La mia passione per i viaggi si manifestò per la prima volta quando, ancora adolescente, sognavo l’Africa a occhi aperti, mi perdevo davanti a immagini di tramonti incredibili con sagome di elefanti all’orizzone e fantasticavo sul richiamo che sentivo provenire da questa terra lontana.
Un giorno, mentre ero a casa dei miei nonni, mi imbattei in questo film, “La mia Africa“, e me ne innamorai, inebriata dal profumo di romantica libertà che lo impregna.
L’ho riguardato di recente, ho letto il libro da cui è tratto e continuo ad esserne affascinata non solo per la stupenda ambientazione ma anche per la forte e anticonformista figura della protagonista, che non può non colpire chi, come me, ha fame di amore, libertà, autodeterminazione e scoperta di mondi altri.
Devo dire che, da appassionata lettrice quale sono, solitamente preferisco concentrare la mia attenzione sui libri piuttosto che sui film da essi tratti, che, per altro, vedo sempre, rimanendone, però, spesso delusa. E’ vero, il linguaggio letterario e quello cinematografico sono diversi e non paraganabili ma, appunto per questo, mi aspetto che un film riesca a darmi una specifica suggestione valevole quanto un’altra regalatami dal libro, anche se differente. Putroppo molte volte non è così.
Il caso de “La mia Africa“, invece, è diverso: sono entrambi dei capolavori, almeno a mio parere. Il romanzo riesce a trasportare il lettore nella selvaggia, antica, appassionata e bistrattata Africa mentre la pellicola si concentra di più sulla romantica storia d’amore che la protagonista vive con un uomo e che le fa scoprire cosa siano la passione e la libertà ma entrambi sono portatori di un’essenza particolare fatta di avventura e poesia, entrambe fuse nella figura della protagonista.

Il romanzo, pubblicato nel 1937, è la storia autobiografica della baronessa danese Karen Blixen, che, assieme al marito, si trasferisce in Kenya a inizio Novecento e finisce per innamorarsi perdutamente di questa terra, nonostante i quasi vent’anni vissuti lì le riservino anche molti dolori e difficoltà (la separazione dal marito, una grave malattia, la bancarotta).
Il tema dominante del libro è proprio il rapporto che lega la baronessa all’Africa, alla sua natura potente e al popolo Kikuyu, una delle numerose etnie kenyote e quella con cui lei entra maggiormente in contatto e che, poco alla volta, impare a conoscere e a comprendere.

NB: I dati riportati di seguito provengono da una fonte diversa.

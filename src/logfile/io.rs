//! Positional IO strategies behind a common contract.
//!
//! `FileIo` issues pread/pwrite against an ordinary file handle. `MmapIo`
//! maps the file at its rotation threshold up front, so appends are plain
//! memory copies and the sequential scans of reopen and GC avoid syscalls
//! entirely.

use std::fs::{File, OpenOptions};
use std::path::Path;
use std::sync::atomic::{AtomicU64, Ordering};
use std::sync::RwLock;

use memmap2::MmapMut;

use crate::error::{Error, Result};

/// Contract shared by the IO strategies. Writes only ever target the
/// active file and are serialized by the engine's per-type write lock;
/// concurrent reads are safe.
pub trait LogIo: Send + Sync {
    /// Reads up to `buf.len()` bytes at `offset`, returning how many were
    /// available. Zero means `offset` is at or past the end of the data.
    fn read_at(&self, buf: &mut [u8], offset: u64) -> Result<usize>;

    /// Writes all of `buf` at `offset`.
    fn write_at(&self, buf: &[u8], offset: u64) -> Result<()>;

    /// Flushes OS buffers (and the mapped region, if any).
    fn sync(&self) -> Result<()>;

    /// Shrinks the file to `size` bytes. No reads past `size` may follow.
    fn truncate(&self, size: u64) -> Result<()>;
}

fn open_file(path: &Path) -> Result<File> {
    Ok(OpenOptions::new()
        .create(true)
        .read(true)
        .write(true)
        .open(path)?)
}

/// Standard positional file IO.
pub struct FileIo {
    file: File,
}

impl FileIo {
    pub fn open(path: &Path) -> Result<Self> {
        Ok(Self {
            file: open_file(path)?,
        })
    }
}

impl LogIo for FileIo {
    fn read_at(&self, buf: &mut [u8], offset: u64) -> Result<usize> {
        use std::os::unix::fs::FileExt;

        let mut read = 0;
        while read < buf.len() {
            let n = self.file.read_at(&mut buf[read..], offset + read as u64)?;
            if n == 0 {
                break;
            }
            read += n;
        }
        Ok(read)
    }

    fn write_at(&self, buf: &[u8], offset: u64) -> Result<()> {
        use std::os::unix::fs::FileExt;

        Ok(self.file.write_all_at(buf, offset)?)
    }

    fn sync(&self) -> Result<()> {
        Ok(self.file.sync_all()?)
    }

    fn truncate(&self, size: u64) -> Result<()> {
        Ok(self.file.set_len(size)?)
    }
}

/// Memory-mapped IO. The file is extended to `capacity` and mapped
/// read-write; `data_len` tracks the readable extent so a scan cannot
/// wander into a region released by `truncate`.
pub struct MmapIo {
    file: File,
    map: RwLock<MmapMut>,
    data_len: AtomicU64,
}

impl MmapIo {
    pub fn open(path: &Path, capacity: u64) -> Result<Self> {
        let file = open_file(path)?;
        let map_len = file.metadata()?.len().max(capacity);
        file.set_len(map_len)?;

        // Safe as long as no other process mutates the file; the engine
        // holds an exclusive directory lock.
        let map = unsafe { MmapMut::map_mut(&file)? };

        Ok(Self {
            file,
            map: RwLock::new(map),
            data_len: AtomicU64::new(map_len),
        })
    }
}

impl LogIo for MmapIo {
    fn read_at(&self, buf: &mut [u8], offset: u64) -> Result<usize> {
        let data_len = self.data_len.load(Ordering::Acquire);
        if offset >= data_len {
            return Ok(0);
        }
        let map = self.map.read()?;
        let n = buf.len().min((data_len - offset) as usize);
        buf[..n].copy_from_slice(&map[offset as usize..offset as usize + n]);
        Ok(n)
    }

    fn write_at(&self, buf: &[u8], offset: u64) -> Result<()> {
        let mut map = self.map.write()?;
        let end = offset as usize + buf.len();
        if end > map.len() {
            return Err(Error::Io(format!(
                "mmap write of {} bytes at {} exceeds capacity {}",
                buf.len(),
                offset,
                map.len()
            )));
        }
        map[offset as usize..end].copy_from_slice(buf);
        Ok(())
    }

    fn sync(&self) -> Result<()> {
        self.map.read()?.flush()?;
        Ok(())
    }

    fn truncate(&self, size: u64) -> Result<()> {
        self.map.read()?.flush()?;
        self.file.set_len(size)?;
        self.data_len.store(size, Ordering::Release);
        Ok(())
    }
}
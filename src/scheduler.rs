//! Periodic background maintenance.
//!
//! The engine itself starts no tasks; a caller that wants background GC
//! sweeps registers [`GcTask`] (and usually [`DiscardSyncTask`]) on a
//! [`Scheduler`]. Each registered task gets its own timer loop; all of
//! them observe a shared shutdown flag and stop together. If the
//! scheduler is dropped without an explicit shutdown, the loops notice
//! the closed channel and exit on their own.

use std::sync::{Arc, Mutex};
use std::time::Duration;

use tokio::sync::watch;
use tokio::task::JoinHandle;
use tokio::time::MissedTickBehavior;

use crate::db::EmberDb;
use crate::error::{Error, Result};
use crate::logfile::DataKind;

/// A maintenance job run on a fixed period.
#[async_trait::async_trait]
pub trait BackgroundTask: Send + Sync {
    /// Task name for logging.
    fn name(&self) -> &'static str;

    /// How often to run.
    fn interval(&self) -> Duration;

    /// One run of the task. Errors are logged, not fatal to the loop.
    async fn execute(&self) -> Result<()>;
}

/// Owns the timer loops of registered [`BackgroundTask`]s.
pub struct Scheduler {
    handles: Mutex<Vec<JoinHandle<()>>>,
    shutdown: watch::Sender<bool>,
}

impl Scheduler {
    pub fn new() -> Self {
        let (shutdown, _) = watch::channel(false);
        Self {
            handles: Mutex::new(Vec::new()),
            shutdown,
        }
    }

    /// Starts a timer loop for `task`. The first run happens one full
    /// interval after registration, not immediately.
    pub fn register<T: BackgroundTask + 'static>(&self, task: Arc<T>) {
        let mut stop = self.shutdown.subscribe();

        let handle = tokio::spawn(async move {
            let mut ticker = tokio::time::interval(task.interval());
            ticker.set_missed_tick_behavior(MissedTickBehavior::Delay);
            ticker.tick().await; // consume the immediate first tick

            let mut runs = 0u64;
            loop {
                tokio::select! {
                    _ = ticker.tick() => {
                        runs += 1;
                        if let Err(e) = task.execute().await {
                            tracing::error!(
                                task = task.name(),
                                run = runs,
                                error = %e,
                                "background task failed"
                            );
                        }
                    }
                    // Fires on shutdown, and also when the scheduler is
                    // dropped and the channel closes.
                    _ = stop.changed() => {
                        tracing::debug!(task = task.name(), runs, "background task stopped");
                        return;
                    }
                }
            }
        });

        if let Ok(mut handles) = self.handles.lock() {
            handles.push(handle);
        }
    }

    /// Stops every task and waits for its loop to finish.
    pub async fn shutdown(self) -> Result<()> {
        let _ = self.shutdown.send(true);

        let handles = self
            .handles
            .into_inner()
            .map_err(|e| Error::Io(e.to_string()))?;
        for handle in handles {
            handle
                .await
                .map_err(|e| Error::Io(format!("task join error: {e}")))?;
        }
        Ok(())
    }
}

impl Default for Scheduler {
    fn default() -> Self {
        Self::new()
    }
}

/// Sweeps every data type for collectible log files.
pub struct GcTask {
    db: Arc<EmberDb>,
    interval: Duration,
    ratio: f64,
}

impl GcTask {
    /// Interval and ratio come from the database's options.
    pub fn new(db: Arc<EmberDb>) -> Self {
        let interval = db.options().log_file_gc_interval;
        let ratio = db.options().log_file_gc_ratio;
        Self {
            db,
            interval,
            ratio,
        }
    }
}

#[async_trait::async_trait]
impl BackgroundTask for GcTask {
    fn name(&self) -> &'static str {
        "log-file-gc"
    }

    fn interval(&self) -> Duration {
        self.interval
    }

    async fn execute(&self) -> Result<()> {
        for kind in DataKind::ALL {
            let db = Arc::clone(&self.db);
            let ratio = self.ratio;
            tokio::task::spawn_blocking(move || db.run_log_file_gc(kind, 0, ratio))
                .await
                .map_err(|e| Error::Io(format!("gc task join error: {e}")))??;
        }
        Ok(())
    }
}

/// Flushes the discard tables so GC candidate stats survive a crash.
pub struct DiscardSyncTask {
    db: Arc<EmberDb>,
    interval: Duration,
}

impl DiscardSyncTask {
    pub fn new(db: Arc<EmberDb>, interval: Duration) -> Self {
        Self { db, interval }
    }
}

#[async_trait::async_trait]
impl BackgroundTask for DiscardSyncTask {
    fn name(&self) -> &'static str {
        "discard-sync"
    }

    fn interval(&self) -> Duration {
        self.interval
    }

    async fn execute(&self) -> Result<()> {
        let db = Arc::clone(&self.db);
        tokio::task::spawn_blocking(move || db.sync_discards())
            .await
            .map_err(|e| Error::Io(format!("discard sync join error: {e}")))??;
        Ok(())
    }
}
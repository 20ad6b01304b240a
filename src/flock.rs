//! Single-process ownership of the database directory.

use std::fs::File;
use std::io::Write;
use std::path::{Path, PathBuf};

use crate::error::{Error, Result};

pub const LOCK_FILE: &str = "emberdb.lock";

/// Exclusive advisory lock on the database root, held for the lifetime
/// of an open database. Dropping the value releases the lock; the lock
/// file itself is left behind (removing it would race a concurrent
/// opener) and records the owning pid for debugging.
pub struct FileLock {
    _file: File,
    path: PathBuf,
}

impl FileLock {
    /// Locks the database rooted at `db_path`, failing if another
    /// process already holds it.
    pub fn acquire(db_path: &Path) -> Result<Self> {
        let path = db_path.join(LOCK_FILE);
        let mut file = File::options()
            .create(true)
            .write(true)
            .truncate(true)
            .open(&path)?;

        if !try_flock(&file)? {
            return Err(Error::Io(format!(
                "database at {} is locked by another process",
                db_path.display()
            )));
        }

        writeln!(file, "{}", std::process::id())?;
        file.flush()?;
        Ok(Self { _file: file, path })
    }

    pub fn path(&self) -> &Path {
        &self.path
    }
}

/// `Ok(false)` when the lock is held elsewhere; errors are real IO
/// failures.
#[cfg(unix)]
fn try_flock(file: &File) -> Result<bool> {
    use std::os::unix::io::AsRawFd;

    let rc = unsafe { libc::flock(file.as_raw_fd(), libc::LOCK_EX | libc::LOCK_NB) };
    if rc == 0 {
        return Ok(true);
    }
    let err = std::io::Error::last_os_error();
    if err.kind() == std::io::ErrorKind::WouldBlock {
        return Ok(false);
    }
    Err(err.into())
}

#[cfg(not(unix))]
fn try_flock(_file: &File) -> Result<bool> {
    // No advisory locking on this platform.
    Ok(true)
}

Karen Blixen riesce, con il suo racconto, a farci respirare l’immensità degli spazi africani così come a farci intuire il rapporto problematico tra quella terra non più libera e i colonizzatori europei, di cui lei è pur sempre parte ma dal cui punto di vista prende in buona parte le distanze, arrivando persino a sostenere che l’Africa sia più pura dell’Europa e più vicina al mondo che dio aveva preparato per gli uomini.

Sydney Pollack, nel 1985, gira l’omonimo film, ispirato al libro della Blixen.
La straordinaria Meryl Streep veste i panni della baronessa e Robert Redford di Denys, un uomo di cui lei si innamora perdutamente e che le insegna molto sull’Africa e sulla libertà. Nel romanzo questo rapporto è appena accennato ma Pollack riesce qui a farlo diventare perno centrale della storia senza banalizzare tutto il resto e, anzi, riuscendo a far battere romanticamente il cuore a noi spettatori. Il background di questo emozionante rapporto contribuisce poi a rendere la pellicola indimenticabile: i paesaggi sono mozzafiato e la ricostruzione del periodo coloniale è così accurata che è facile rimanere imbrigliati, anche dopo la visione del film, in un mondo fatto da crinoline e scotch così come da leoni e terra brulla, il tutto imbevuto nei drammi europei riversati su una terra che non avrebbe dovuto subirli.
Questo film mi ha toccata in passato e lo ha fatto di nuovo in tempi più recenti, mi ha toccata non solo per il mio sogno africano ma perchè sono una viaggiatrice e lo sono esattamente un secolo dopo rispetto a questa incredibile forte e dignitosa donna.
So quanto sia difficile ancora oggi riuscire a essere libere di vivere la propria vita, soprattutto se questa è fuori dai soliti canoni.
So quanto possa far paura provare a vivere i propri sogni e so quanto faccia male cadere, rialzarsi e cadere ancora.
Ma so anche che la felicità che deriva dal vivere la vita che si sente propria vale tutti gli sforzi e le delusioni.
E allora rendo onore a una grande donna del passato, una tra quelle che ci hanno aperto la strada, una di coloro che non vanno dimenticate,
una donna che ha viaggiato, scoperto, amato,Vissuto.